- _Input records_
// SPDX-License-Identifier: MPL-2.0
//! View rendering for the application.

use super::Message;
use crate::config::BackgroundTheme;
use crate::i18n::fluent::I18n;
use crate::ui::design_tokens::{palette, radius, spacing, typography};
use crate::ui::zoom_view::{self, ViewEnv};
use iced::widget::{button, container, row, text, Container, Stack};
use iced::{Border, Element, Length, Theme};

/// Context required to render the application view.
pub struct ViewContext<'a> {
    pub i18n: &'a I18n,
    pub zoom_view: &'a zoom_view::State,
    pub background_theme: BackgroundTheme,
    pub dark_mode: bool,
    /// i18n key of the notification currently shown, if any.
    pub notification: Option<&'a str>,
}

/// Renders the zoomable view with the notification banner on top.
pub fn view(ctx: ViewContext<'_>) -> Element<'_, Message> {
    let content = ctx
        .zoom_view
        .view(ViewEnv {
            i18n: ctx.i18n,
            background_theme: ctx.background_theme,
            dark_mode: ctx.dark_mode,
        })
        .map(Message::ZoomView);

    let mut stack = Stack::new().push(
        Container::new(content)
            .width(Length::Fill)
            .height(Length::Fill),
    );

    if let Some(key) = ctx.notification {
        stack = stack.push(notification_banner(ctx.i18n, key));
    }

    stack.into()
}

fn notification_banner<'a>(i18n: &I18n, key: &str) -> Element<'a, Message> {
    let color = if key.starts_with("error-") {
        palette::ERROR_500
    } else {
        palette::WARNING_500
    };

    let banner = container(
        row![
            text(i18n.tr(key)).size(typography::BODY).width(Length::Fill),
            button(text("×").size(typography::BODY)).on_press(Message::DismissNotification),
        ]
        .spacing(spacing::XS)
        .align_y(iced::Alignment::Center),
    )
    .padding(spacing::XS)
    .width(Length::Fill)
    .style(move |_theme: &Theme| container::Style {
        background: Some(color.into()),
        text_color: Some(palette::WHITE),
        border: Border {
            radius: radius::SM.into(),
            ..Border::default()
        },
        ..container::Style::default()
    });

    container(banner)
        .padding(spacing::MD)
        .width(Length::Fill)
        .into()
}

- _Problem to solve_
Report every line of the data in which "Length" appears.

- _Answer below_
use iced::{Border, Element, Length, Theme};
            .width(Length::Fill)
            .height(Length::Fill),
            text(i18n.tr(key)).size(typography::BODY).width(Length::Fill),
    .width(Length::Fill)
        .width(Length::Fill)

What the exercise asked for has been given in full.